Pully-Québec – Catherine Major & Salomé Leclerc
Mark Sullivan reports on the Swiss song festival.
Every two years the Swiss town of Pully, a suburb of Lausanne on the shore of Lake Geneva, holds a song festival of francophone music from North America.
It is the initiative of a local politician, Rico Perriard, who began it in 1996. It now includes other villages on the famous wine-growing slopes of the Lavaux.
Big names draw the audience – in 2014, Isabelle Boulay and Lynda Lemay. The income they bring enables the organisers to fly over other singers, who do not attract crowds but are at the artistic summit of Quebec music. This year, Catherine Major and Salomé Leclerc flew from Canada, for their only appearance in Europe this year. (Les Soeurs Boulay also featured, but unfortunately Ingrid St-Pierre cancelled at a late stage due to illness.)
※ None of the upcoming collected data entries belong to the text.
//! Embedding matrix aligned with the petition sequence, restored from the
//! cache artifact when possible and regenerated through the encoder
//! otherwise.

pub mod cache;
pub mod lock;

use std::{path::Path, time::Instant};

use ndarray::{Array2, ArrayView2};
use tracing::{info, warn};

pub use cache::{CacheRecord, Snapshot};
pub use lock::CacheLock;

use crate::{
   config::Config,
   embed::Encoder,
   error::{CacheError, Error, Result},
   types::Petition,
};

/// Dense row-major matrix of embeddings with cached row norms.
#[derive(Debug, Clone)]
pub struct EmbeddingMatrix {
   data:  Array2<f32>,
   norms: Vec<f32>,
}

impl EmbeddingMatrix {
   /// Builds a matrix from rows of equal length. Returns `None` for ragged
   /// input.
   pub fn from_rows(rows: Vec<Vec<f32>>) -> Option<Self> {
      let n = rows.len();
      let dim = rows.first().map_or(0, Vec::len);
      if rows.iter().any(|r| r.len() != dim) {
         return None;
      }

      let flat: Vec<f32> = rows.into_iter().flatten().collect();
      let data = Array2::from_shape_vec((n, dim), flat).ok()?;
      let norms = data
         .rows()
         .into_iter()
         .map(|row| row.dot(&row).sqrt())
         .collect();

      Some(Self { data, norms })
   }

   pub fn len(&self) -> usize {
      self.data.nrows()
   }

   pub fn is_empty(&self) -> bool {
      self.len() == 0
   }

   pub fn dim(&self) -> usize {
      self.data.ncols()
   }

   pub fn view(&self) -> ArrayView2<'_, f32> {
      self.data.view()
   }

   pub fn norms(&self) -> &[f32] {
      &self.norms
   }

   pub fn to_rows(&self) -> Vec<Vec<f32>> {
      self.data.rows().into_iter().map(|row| row.to_vec()).collect()
   }
}

/// Where the held matrix came from.
#[derive(Debug, Clone, Copy, PartialEq, Eq)]
pub enum EmbeddingSource {
   Cache,
   LegacyCache,
   Generated,
}

#[derive(Debug)]
pub struct EmbeddingStore {
   matrix:   Option<EmbeddingMatrix>,
   expected: usize,
   source:   Option<EmbeddingSource>,
}

impl EmbeddingStore {
   /// A store holding nothing; never ready.
   pub const fn empty(expected: usize) -> Self {
      Self { matrix: None, expected, source: None }
   }

   /// Restores the matrix from the configured cache, or regenerates and
   /// persists it. Cache problems are logged and recovered; only encoder
   /// failures are returned.
   pub async fn prepare(
      config: &Config,
      petitions: &[Petition],
      encoder: &dyn Encoder,
   ) -> Result<Self> {
      let model = encoder.model_id();
      match restore(config, petitions, model) {
         Ok((matrix, source)) => {
            info!(rows = matrix.len(), ?source, "loaded embeddings from cache");
            return Ok(Self::holding(matrix, petitions.len(), source));
         },
         Err(CacheError::Missing(path)) => {
            info!(path = %path.display(), "no embeddings cache, generating");
         },
         Err(e) => warn!(error = %e, "could not use cached embeddings, regenerating"),
      }

      let lock = lock_cache(&config.cache_path).await;

      // Another process may have written the cache while we waited.
      if lock.is_some()
         && let Ok((matrix, source)) = restore(config, petitions, model)
      {
         info!(rows = matrix.len(), "embeddings cached by another process");
         return Ok(Self::holding(matrix, petitions.len(), source));
      }

      let matrix = generate(petitions, encoder).await?;

      let snapshot = Snapshot {
         petitions:  petitions.to_vec(),
         embeddings: matrix.to_rows(),
         model:      Some(model.to_string()),
      };
      match cache::write(&config.cache_path, &snapshot) {
         Ok(()) => info!(path = %config.cache_path.display(), "cached embeddings for future use"),
         Err(e) => warn!(error = %e, "could not cache embeddings"),
      }

      Ok(Self::holding(matrix, petitions.len(), EmbeddingSource::Generated))
   }

   const fn holding(matrix: EmbeddingMatrix, expected: usize, source: EmbeddingSource) -> Self {
      Self { matrix: Some(matrix), expected, source: Some(source) }
   }

   /// True once a matrix with one row per petition is held.
   pub fn is_ready(&self) -> bool {
      self.matrix.as_ref().is_some_and(|m| m.len() == self.expected)
   }

   pub fn matrix(&self) -> Option<&EmbeddingMatrix> {
      self.matrix.as_ref()
   }

   /// The matrix, only when aligned with the petitions.
   pub fn ready_matrix(&self) -> Result<&EmbeddingMatrix> {
      self
         .matrix
         .as_ref()
         .filter(|m| m.len() == self.expected)
         .ok_or(Error::NotReady)
   }

   pub const fn source(&self) -> Option<EmbeddingSource> {
      self.source
   }
}

/// Takes the cache lock off the async workers. Failure to lock is logged and
/// generation proceeds unlocked.
async fn lock_cache(cache_path: &Path) -> Option<CacheLock> {
   let path = cache_path.to_path_buf();
   match tokio::task::spawn_blocking(move || CacheLock::acquire(&path)).await {
      Ok(Ok(lock)) => Some(lock),
      Ok(Err(e)) => {
         warn!(error = %e, "could not lock embeddings cache");
         None
      },
      Err(e) => {
         warn!(error = %e, "cache lock task failed");
         None
      },
   }
}

fn restore(
   config: &Config,
   petitions: &[Petition],
   model: &str,
) -> Result<(EmbeddingMatrix, EmbeddingSource), CacheError> {
   info!(path = %config.cache_path.display(), "loading cached embeddings");

   let (rows, source) = match cache::read(&config.cache_path)? {
      CacheRecord::Snapshot(snapshot) => {
         if snapshot.petitions.len() != petitions.len() {
            return Err(CacheError::CountMismatch {
               cached:  snapshot.petitions.len(),
               current: petitions.len(),
            });
         }
         if snapshot.embeddings.len() != petitions.len() {
            return Err(CacheError::RowMismatch {
               rows:      snapshot.embeddings.len(),
               petitions: petitions.len(),
            });
         }
         if let Some(cached) = snapshot.model
            && cached != model
         {
            return Err(CacheError::ModelMismatch { cached, current: model.to_string() });
         }
         // Titles are not part of validity; drift is reported, not acted on.
         let drifted = snapshot
            .petitions
            .iter()
            .zip(petitions)
            .filter(|(cached, current)| cached.title != current.title)
            .count();
         if drifted > 0 {
            warn!(drifted, "cached petition titles differ from dataset, serving cached embeddings");
         }
         (snapshot.embeddings, EmbeddingSource::Cache)
      },
      CacheRecord::Legacy(rows) => {
         if rows.len() != petitions.len() {
            warn!(
               rows = rows.len(),
               petitions = petitions.len(),
               "legacy cache does not match dataset size"
            );
         }
         (rows, EmbeddingSource::LegacyCache)
      },
   };

   let matrix = EmbeddingMatrix::from_rows(rows).ok_or(CacheError::Ragged)?;
   Ok((matrix, source))
}

async fn generate(petitions: &[Petition], encoder: &dyn Encoder) -> Result<EmbeddingMatrix> {
   info!(count = petitions.len(), model = encoder.model_id(), "generating embeddings");
   let start = Instant::now();

   let titles: Vec<String> = petitions.iter().map(|p| p.title.clone()).collect();
   let rows = encoder.encode(&titles).await?;

   if rows.len() != petitions.len() {
      return Err(Error::Encoder(format!(
         "encoder returned {} vectors for {} petitions",
         rows.len(),
         petitions.len()
      )));
   }
   let matrix = EmbeddingMatrix::from_rows(rows)
      .ok_or_else(|| Error::Encoder("encoder returned vectors of differing length".to_string()))?;

   info!(elapsed_ms = start.elapsed().as_millis() as u64, "generated embeddings");
   Ok(matrix)
}

#[cfg(test)]
mod tests {
   use tempfile::TempDir;

   use super::*;
   use crate::{embed::HashingEncoder, types::PetitionState};

   fn petitions(titles: &[&str]) -> Vec<Petition> {
      titles
         .iter()
         .map(|t| Petition {
            title:      (*t).to_string(),
            url:        String::new(),
            state:      PetitionState::Open,
            signatures: 1,
         })
         .collect()
   }

   #[test]
   fn matrix_rejects_ragged_rows() {
      assert!(EmbeddingMatrix::from_rows(vec![vec![1.0, 2.0], vec![1.0]]).is_none());
   }

   #[test]
   fn matrix_precomputes_norms() {
      let m = EmbeddingMatrix::from_rows(vec![vec![3.0, 4.0], vec![0.0, 0.0]]).unwrap();
      assert_eq!(m.len(), 2);
      assert_eq!(m.dim(), 2);
      assert_eq!(m.norms(), &[5.0, 0.0]);
      assert_eq!(m.to_rows(), vec![vec![3.0, 4.0], vec![0.0, 0.0]]);
   }

   #[test]
   fn empty_matrix_has_no_rows() {
      let m = EmbeddingMatrix::from_rows(Vec::new()).unwrap();
      assert!(m.is_empty());
   }

   #[tokio::test]
   async fn generates_then_restores_identical_matrix() {
      let dir = TempDir::new().unwrap();
      let config = Config::in_dir(dir.path());
      let items = petitions(&["save bees", "plant trees", "fix roads"]);
      let encoder = HashingEncoder::new(32);

      let first = EmbeddingStore::prepare(&config, &items, &encoder).await.unwrap();
      assert!(first.is_ready());
      assert_eq!(first.source(), Some(EmbeddingSource::Generated));
      assert!(config.cache_path.is_file());

      let second = EmbeddingStore::prepare(&config, &items, &encoder).await.unwrap();
      assert_eq!(second.source(), Some(EmbeddingSource::Cache));

      let a = first.matrix().unwrap().to_rows();
      let b = second.matrix().unwrap().to_rows();
      for (ra, rb) in a.iter().zip(&b) {
         for (x, y) in ra.iter().zip(rb) {
            assert!((x - y).abs() < 1e-6);
         }
      }
   }

   #[tokio::test]
   async fn corrupt_cache_is_regenerated() {
      let dir = TempDir::new().unwrap();
      let config = Config::in_dir(dir.path());
      std::fs::write(&config.cache_path, "garbage").unwrap();

      let store =
         EmbeddingStore::prepare(&config, &petitions(&["a b"]), &HashingEncoder::new(8))
            .await
            .unwrap();
      assert_eq!(store.source(), Some(EmbeddingSource::Generated));
      assert!(matches!(cache::read(&config.cache_path).unwrap(), CacheRecord::Snapshot(_)));
   }

   #[tokio::test]
   async fn legacy_cache_is_adopted_without_count_check() {
      let dir = TempDir::new().unwrap();
      let config = Config::in_dir(dir.path());
      std::fs::write(&config.cache_path, "[[1.0, 0.0]]").unwrap();

      let items = petitions(&["one", "two"]);
      let store = EmbeddingStore::prepare(&config, &items, &HashingEncoder::new(2))
         .await
         .unwrap();
      assert_eq!(store.source(), Some(EmbeddingSource::LegacyCache));
      assert!(!store.is_ready());
      assert!(matches!(store.ready_matrix(), Err(Error::NotReady)));
   }

   #[tokio::test]
   async fn snapshot_with_missing_rows_is_regenerated() {
      let dir = TempDir::new().unwrap();
      let config = Config::in_dir(dir.path());
      let items = petitions(&["one", "two", "three"]);
      let short = Snapshot {
         petitions:  items.clone(),
         embeddings: vec![vec![1.0, 0.0]],
         model:      None,
      };
      cache::write(&config.cache_path, &short).unwrap();

      let store = EmbeddingStore::prepare(&config, &items, &HashingEncoder::new(2))
         .await
         .unwrap();
      assert!(store.is_ready());
      assert_eq!(store.source(), Some(EmbeddingSource::Generated));

      let again = EmbeddingStore::prepare(&config, &items, &HashingEncoder::new(2))
         .await
         .unwrap();
      assert!(again.is_ready());
      assert_eq!(again.source(), Some(EmbeddingSource::Cache));
   }

   #[tokio::test]
   async fn cache_from_another_model_is_regenerated() {
      let dir = TempDir::new().unwrap();
      let config = Config::in_dir(dir.path());
      let items = petitions(&["save bees", "plant trees"]);

      EmbeddingStore::prepare(&config, &items, &HashingEncoder::new(16)).await.unwrap();
      let store = EmbeddingStore::prepare(&config, &items, &HashingEncoder::new(32))
         .await
         .unwrap();

      assert_eq!(store.source(), Some(EmbeddingSource::Generated));
      assert_eq!(store.matrix().unwrap().dim(), 32);
      match cache::read(&config.cache_path).unwrap() {
         CacheRecord::Snapshot(snapshot) => {
            assert_eq!(snapshot.model.as_deref(), Some("fnv1a-hashing-32"));
         },
         CacheRecord::Legacy(_) => panic!("expected a snapshot cache"),
      }
   }

   #[test]
   fn restore_checks_rows_and_model() {
      let dir = TempDir::new().unwrap();
      let config = Config::in_dir(dir.path());
      let items = petitions(&["a", "b"]);

      let mut snapshot = Snapshot {
         petitions:  items.clone(),
         embeddings: vec![vec![1.0]],
         model:      Some("model-a".to_string()),
      };
      cache::write(&config.cache_path, &snapshot).unwrap();
      assert!(matches!(
         restore(&config, &items, "model-a"),
         Err(CacheError::RowMismatch { rows: 1, petitions: 2 })
      ));

      snapshot.embeddings.push(vec![0.5]);
      cache::write(&config.cache_path, &snapshot).unwrap();
      assert!(matches!(
         restore(&config, &items, "model-b"),
         Err(CacheError::ModelMismatch { .. })
      ));
      assert!(restore(&config, &items, "model-a").is_ok());

      snapshot.model = None;
      cache::write(&config.cache_path, &snapshot).unwrap();
      assert!(restore(&config, &items, "model-b").is_ok());
   }

   #[tokio::test]
   async fn lock_is_taken_next_to_the_cache() {
      let dir = TempDir::new().unwrap();
      let cache_path = dir.path().join("nested").join("cache.json");

      let lock = lock_cache(&cache_path).await;
      assert!(lock.is_some());
      assert!(dir.path().join("nested").join("cache.json.lock").is_file());
   }

   #[test]
   fn empty_store_is_not_ready() {
      let store = EmbeddingStore::empty(3);
      assert!(!store.is_ready());
      assert!(store.matrix().is_none());
   }
}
Both Catherine and Salomé appeared solo.
Catherine Major appeared on 11 June in a large sports hall, on a high stage more suited for a rock or country-folk band. She began with some beautiful piano-playing, and then a number of her well-known songs including ‘Saturne sans anneaux’, ‘Valser en mi bémol’ and ‘Amadeus’. She sang ‘La voix humaine’ standing on the edge of the stage, a-capella, and finished with ‘Le piano ivre’.
The conditions were not right for a fine performance. A singer at the piano on a high stage is not easy to see well, and the lighting was disappointing. The least good feature was that the speakers for her voice were to the sides, so that piano and voice came from different directions. One hopes that next time she will be able to appear in the main Pully theatre, the Thèâtre Octagone, in a well so that the audience looks down on her, and play with good acoustics. Nevertheless, it was good to see Catherine live.
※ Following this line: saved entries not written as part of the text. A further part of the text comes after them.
use std::fmt;

use serde::{Deserialize, Serialize};

/// Lifecycle state of a petition. Values outside the known set are kept
/// lower-cased in [`PetitionState::Other`].
#[derive(Debug, Clone, PartialEq, Eq, Hash, Default, Serialize, Deserialize)]
#[serde(from = "String", into = "String")]
pub enum PetitionState {
   Open,
   Closed,
   Rejected,
   #[default]
   Unknown,
   Other(String),
}

impl PetitionState {
   pub fn parse(raw: &str) -> Self {
      let lowered = raw.trim().to_lowercase();
      match lowered.as_str() {
         "open" => Self::Open,
         "closed" => Self::Closed,
         "rejected" => Self::Rejected,
         "" | "unknown" => Self::Unknown,
         _ => Self::Other(lowered),
      }
   }

   pub fn as_str(&self) -> &str {
      match self {
         Self::Open => "open",
         Self::Closed => "closed",
         Self::Rejected => "rejected",
         Self::Unknown => "unknown",
         Self::Other(s) => s,
      }
   }

   /// Case-insensitive comparison against a caller-supplied state name.
   pub fn matches(&self, filter: &str) -> bool {
      self.as_str() == filter.to_lowercase()
   }
}

impl From<String> for PetitionState {
   fn from(raw: String) -> Self {
      Self::parse(&raw)
   }
}

impl From<PetitionState> for String {
   fn from(state: PetitionState) -> Self {
      match state {
         PetitionState::Other(s) => s,
         known => known.as_str().to_string(),
      }
   }
}

impl fmt::Display for PetitionState {
   fn fmt(&self, f: &mut fmt::Formatter<'_>) -> fmt::Result {
      f.write_str(self.as_str())
   }
}

#[derive(Debug, Clone, PartialEq, Eq, Serialize, Deserialize)]
pub struct Petition {
   pub title:      String,
   pub url:        String,
   pub state:      PetitionState,
   pub signatures: u64,
}

/// Conjunctive predicates applied before ranking.
#[derive(Debug, Clone, Default, PartialEq, Eq, Serialize, Deserialize)]
pub struct SearchFilters {
   pub state:          Option<String>,
   pub min_signatures: Option<u64>,
   pub max_signatures: Option<u64>,
}

impl SearchFilters {
   pub fn state(state: impl Into<String>) -> Self {
      Self { state: Some(state.into()), ..Self::default() }
   }

   pub fn matches(&self, petition: &Petition) -> bool {
      if let Some(state) = &self.state
         && !petition.state.matches(state)
      {
         return false;
      }
      if self.min_signatures.is_some_and(|min| petition.signatures < min) {
         return false;
      }
      if self.max_signatures.is_some_and(|max| petition.signatures > max) {
         return false;
      }
      true
   }
}

#[derive(Debug, Clone, Copy, PartialEq, Eq, Serialize, Deserialize)]
#[serde(rename_all = "lowercase")]
pub enum SearchStrategy {
   Semantic,
   Keyword,
}

#[derive(Debug, Clone, Serialize, Deserialize)]
pub struct SearchResult {
   #[serde(flatten)]
   pub petition:         Petition,
   pub similarity_score: f32,
   pub rank:             usize,
}

#[derive(Debug, Clone, Serialize, Deserialize)]
pub struct StatisticsReport {
   pub total_petitions:    usize,
   pub open_petitions:     usize,
   pub closed_petitions:   usize,
   pub rejected_petitions: usize,
   pub total_signatures:   u64,
   pub average_signatures: f64,
   pub most_signed:        Option<Petition>,
}

#[derive(Debug, Clone, Default, PartialEq, Eq, Serialize, Deserialize)]
pub struct StatusBreakdown {
   pub open:     usize,
   pub closed:   usize,
   pub rejected: usize,
}

#[derive(Debug, Clone, Serialize, Deserialize)]
pub struct TopPetition {
   pub title:            String,
   pub url:              String,
   pub state:            PetitionState,
   pub signatures:       u64,
   pub similarity_score: f32,
}

#[derive(Debug, Clone, Serialize, Deserialize)]
pub struct AnalyticsReport {
   pub query:              String,
   pub threshold:          f32,
   pub total_petitions:    usize,
   pub related_petitions:  usize,
   pub percentage_related: f64,
   pub status_breakdown:   StatusBreakdown,
   pub top_petitions:      Vec<TopPetition>,
}

#[derive(Debug, Clone, Copy, PartialEq, Eq, Serialize, Deserialize)]
#[serde(rename_all = "lowercase")]
pub enum HealthStatus {
   Healthy,
   Unhealthy,
}

#[derive(Debug, Clone, Serialize, Deserialize)]
pub struct HealthReport {
   pub status:            HealthStatus,
   pub total_petitions:   usize,
   pub embeddings_loaded: bool,
   pub model:             Option<String>,
   #[serde(skip_serializing_if = "Option::is_none")]
   pub error:             Option<String>,
}

#[cfg(test)]
mod tests {
   use super::*;

   fn petition(state: &str, signatures: u64) -> Petition {
      Petition {
         title: "t".to_string(),
         url: "https://example.org/1".to_string(),
         state: PetitionState::parse(state),
         signatures,
      }
   }

   #[test]
   fn state_parsing_keeps_unrecognized_values_lowercased() {
      assert_eq!(PetitionState::parse("Open"), PetitionState::Open);
      assert_eq!(PetitionState::parse(" CLOSED "), PetitionState::Closed);
      assert_eq!(PetitionState::parse(""), PetitionState::Unknown);
      assert_eq!(PetitionState::parse("Debated"), PetitionState::Other("debated".to_string()));
   }

   #[test]
   fn state_serializes_as_plain_string() {
      let json = serde_json::to_string(&petition("Awaiting", 1)).unwrap();
      assert!(json.contains("\"state\":\"awaiting\""));

      let back: Petition = serde_json::from_str(&json).unwrap();
      assert_eq!(back.state, PetitionState::Other("awaiting".to_string()));
   }

   #[test]
   fn state_filter_is_case_insensitive() {
      let filters = SearchFilters::state("OPEN");
      assert!(filters.matches(&petition("open", 10)));
      assert!(!filters.matches(&petition("closed", 10)));
   }

   #[test]
   fn signature_bounds_are_inclusive() {
      let filters =
         SearchFilters { min_signatures: Some(10), max_signatures: Some(20), ..Default::default() };
      assert!(!filters.matches(&petition("open", 9)));
      assert!(filters.matches(&petition("open", 10)));
      assert!(filters.matches(&petition("open", 20)));
      assert!(!filters.matches(&petition("open", 21)));
   }

   #[test]
   fn search_result_flattens_petition_fields() {
      let result = SearchResult { petition: petition("open", 5), similarity_score: 0.5, rank: 1 };
      let value = serde_json::to_value(&result).unwrap();
      assert_eq!(value["state"], "open");
      assert_eq!(value["signatures"], 5);
      assert_eq!(value["rank"], 1);
   }
}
See her in full flow with a band and string accompaniment at Festivoix, Trois-Rivières in July 2012 here with ‘Saturne sans Anneaux’.
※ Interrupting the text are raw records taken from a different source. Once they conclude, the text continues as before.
use std::{
   fs::{self, File, OpenOptions},
   path::{Path, PathBuf},
};

use crate::error::Result;

/// Exclusive advisory lock held while the embeddings cache is regenerated.
pub struct CacheLock {
   file: File,
}

impl CacheLock {
   pub fn acquire(cache_path: &Path) -> Result<Self> {
      let lock_path = lock_path(cache_path);

      if let Some(parent) = lock_path.parent()
         && !parent.as_os_str().is_empty()
      {
         fs::create_dir_all(parent)?;
      }

      let file = OpenOptions::new()
         .create(true)
         .truncate(true)
         .read(true)
         .write(true)
         .open(&lock_path)?;

      file.lock()?;

      Ok(Self { file })
   }
}

impl Drop for CacheLock {
   fn drop(&mut self) {
      let _ = self.file.unlock();
   }
}

fn lock_path(cache_path: &Path) -> PathBuf {
   let mut name = cache_path.file_name().unwrap_or_default().to_os_string();
   name.push(".lock");
   cache_path.with_file_name(name)
}
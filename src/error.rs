use std::path::PathBuf;

use thiserror::Error;

pub type Result<T, E = Error> = std::result::Result<T, E>;

/// Errors surfaced by the search engine to its callers.
#[derive(Debug, Error)]
pub enum Error {
   #[error("query cannot be empty")]
   EmptyQuery,

   #[error("query is too long ({len} characters, max {max})")]
   QueryTooLong { len: usize, max: usize },

   #[error("embeddings not loaded, search engine not ready")]
   NotReady,

   #[error("search engine unavailable: {0}")]
   Unavailable(String),

   #[error("encoder failed: {0}")]
   Encoder(String),

   #[error("query vector has {got} dimensions, index has {expected}")]
   DimensionMismatch { expected: usize, got: usize },

   #[error("invalid configuration: {0}")]
   InvalidConfig(String),

   #[error(transparent)]
   Config(#[from] Box<figment::Error>),

   #[error(transparent)]
   Io(#[from] std::io::Error),

   #[error(transparent)]
   Json(#[from] serde_json::Error),
}

/// Coarse classification of [`Error`] for caller-facing signals.
#[derive(Debug, Clone, Copy, PartialEq, Eq)]
pub enum ErrorKind {
   Validation,
   NotReady,
   Unavailable,
   Internal,
}

impl Error {
   pub const fn kind(&self) -> ErrorKind {
      match self {
         Self::EmptyQuery | Self::QueryTooLong { .. } => ErrorKind::Validation,
         Self::NotReady => ErrorKind::NotReady,
         Self::Unavailable(_) => ErrorKind::Unavailable,
         _ => ErrorKind::Internal,
      }
   }

   pub(crate) fn encoder(context: &str, err: impl std::fmt::Display) -> Self {
      Self::Encoder(format!("{context}: {err}"))
   }
}

impl From<figment::Error> for Error {
   fn from(err: figment::Error) -> Self {
      Self::Config(Box::new(err))
   }
}

/// Failure to read the petition source. Always recovered by the sample
/// dataset fallback.
#[derive(Debug, Error)]
pub enum DataError {
   #[error("dataset not found at {}", .0.display())]
   Missing(PathBuf),

   #[error("failed to read dataset: {0}")]
   Io(#[from] std::io::Error),

   #[error("malformed csv: {0}")]
   Csv(#[from] arrow_schema::ArrowError),

   #[error("invalid signature count {value:?} on row {row}")]
   Signatures { row: usize, value: String },
}

/// Failure to use the embeddings cache artifact. Always recovered by
/// regenerating the embeddings.
#[derive(Debug, Error)]
pub enum CacheError {
   #[error("no cache at {}", .0.display())]
   Missing(PathBuf),

   #[error("failed to access cache: {0}")]
   Io(#[from] std::io::Error),

   #[error("corrupt cache: {0}")]
   Corrupt(#[from] serde_json::Error),

   #[error("cache holds {cached} petitions, dataset has {current}")]
   CountMismatch { cached: usize, current: usize },

   #[error("cache holds {rows} vectors for {petitions} petitions")]
   RowMismatch { rows: usize, petitions: usize },

   #[error("cache was built by {cached}, encoder is {current}")]
   ModelMismatch { cached: String, current: String },

   #[error("cache rows have inconsistent dimensions")]
   Ragged,
}
//! Session middleware integration tests

use parapet_core::{Application, HttpRequest, HttpResponse, Router};
use parapet_session::{
    MemorySessionStore, SessionConfig, SessionHandle, SessionMiddleware, SessionStore,
};
use std::sync::Arc;

fn app(store: Arc<MemorySessionStore>) -> Application {
    let router = Router::new()
        .post("/visit", |req| async move {
            let handle = req
                .extensions
                .get::<SessionHandle>()
                .cloned()
                .expect("session middleware installed");
            let visits = handle.get::<u32>("visits").unwrap_or(0) + 1;
            handle.set("visits", visits)?;
            HttpResponse::ok().with_json(&serde_json::json!({ "visits": visits }))
        })
        .post("/reject", |req| async move {
            if let Some(handle) = req.extensions.get::<SessionHandle>() {
                handle.set("attempted", true)?;
            }
            Ok(HttpResponse::forbidden())
        })
        .post("/logout", |req| async move {
            if let Some(handle) = req.extensions.get::<SessionHandle>() {
                handle.destroy();
            }
            Ok(HttpResponse::no_content())
        });

    Application::new(router).with_middleware(SessionMiddleware::new(store, SessionConfig::default()))
}

#[tokio::test]
async fn test_new_session_sets_cookie() {
    let store = Arc::new(MemorySessionStore::default());
    let response = app(store.clone())
        .handle(HttpRequest::new("POST", "/visit"))
        .await;

    assert_eq!(response.status, 200);
    let cookie = response.cookie("sid").expect("sid cookie");
    assert_eq!(cookie.http_only(), Some(true));
    assert_eq!(store.count().await.unwrap(), 1);
}

#[tokio::test]
async fn test_existing_session_is_reused_and_saved() {
    let store = Arc::new(MemorySessionStore::default());
    let app = app(store.clone());

    let first = app.handle(HttpRequest::new("POST", "/visit")).await;
    let sid = first.cookie("sid").unwrap().value().to_string();

    let second = app
        .handle(HttpRequest::new("POST", "/visit").with_header("Cookie", format!("sid={}", sid)))
        .await;

    let body: serde_json::Value = second.json().unwrap();
    assert_eq!(body["visits"], 2);
    assert!(second.cookie("sid").is_none());
    assert_eq!(store.count().await.unwrap(), 1);
}

#[tokio::test]
async fn test_unknown_session_id_gets_fresh_session() {
    let store = Arc::new(MemorySessionStore::default());
    let response = app(store.clone())
        .handle(HttpRequest::new("POST", "/visit").with_header("Cookie", "sid=forged"))
        .await;

    let cookie = response.cookie("sid").unwrap();
    assert_ne!(cookie.value(), "forged");
}

#[tokio::test]
async fn test_logout_deletes_session_and_expires_cookie() {
    let store = Arc::new(MemorySessionStore::default());
    let app = app(store.clone());

    let first = app.handle(HttpRequest::new("POST", "/visit")).await;
    let sid = first.cookie("sid").unwrap().value().to_string();

    let response = app
        .handle(HttpRequest::new("POST", "/logout").with_header("Cookie", format!("sid={}", sid)))
        .await;

    assert_eq!(response.status, 204);
    let cookie = response.cookie("sid").unwrap();
    assert_eq!(cookie.value(), "");
    assert_eq!(cookie.max_age(), Some(cookie::time::Duration::ZERO));
    assert!(store.get(&sid).await.unwrap().is_none());
}

#[tokio::test]
async fn test_failed_request_does_not_persist_new_session() {
    let store = Arc::new(MemorySessionStore::default());
    let app = app(store.clone());

    for _ in 0..10 {
        let response = app.handle(HttpRequest::new("POST", "/reject")).await;
        assert_eq!(response.status, 403);
        assert!(response.cookie("sid").is_none());
    }
    assert_eq!(store.count().await.unwrap(), 0);
}

#[tokio::test]
async fn test_failed_request_still_saves_existing_session() {
    let store = Arc::new(MemorySessionStore::default());
    let app = app(store.clone());

    let first = app.handle(HttpRequest::new("POST", "/visit")).await;
    let sid = first.cookie("sid").unwrap().value().to_string();

    let rejected = app
        .handle(HttpRequest::new("POST", "/reject").with_header("Cookie", format!("sid={}", sid)))
        .await;
    assert_eq!(rejected.status, 403);

    let session = store.get(&sid).await.unwrap().expect("session kept");
    assert_eq!(session.data.get("attempted"), Some(&serde_json::json!(true)));
}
Salomé Leclerc played on 13 June in a tiny theatre, the Thèâtre de la Voirie, with just 60 places, and the audience was very close to her indeed. My photos understate how stunning she is. Tall and slim, at 27 she is the perfect representative of the ‘folk alternative’ side of Quebec music. With her long training in percussion, she can create a fine sound solo from just a guitar – acoustic or electric – and a set of drums. There cannot be anyone else who can do so much by herself in live performance.
With just an hour, she offered four tracks from her debut album – ‘Partir ensemble’,
‘Ne reviens pas’, ‘Love, naive, love’ and the rarely-heard ‘Volcan’. From her forthcoming second album she gave us ‘Arlon’ and ‘Vers le Sud’ and two new as yet unavailable tracks. She was regretful that there was not time in her set to sing some of her best-known tracks – ‘Tourne encore’, ‘Sous les arbres’, ‘Caméléon’. Worth hearing was ‘Garde-moi collée’, most memorably sung live in 2012 on TV5 Monde.
It was a surprise talking to Salomé afterwards, as when she speaks English she sounds European – Swiss even – and not Canadian. Her whole style – appearance and performance – seems suited for this side of the Atlantic. So we must hope that she will be back soon.
The good news for Filles Sourires is that Salomé told me ‘I know Filles Sourires’ and that she has read the May 2014 post about her! Once her second album ‘ 27 fois l’aurore’ is out this September, will Salomé return to Europe ? If she reads this post, I hope she decides on another visit, with her band.
Great post and makes me a little envious as I get the feeling that if I still lived in the Suisse Romande, I’d see more Franco-Canadian acts than I have (The Hay Babies even played a gig in Yverdon!!!)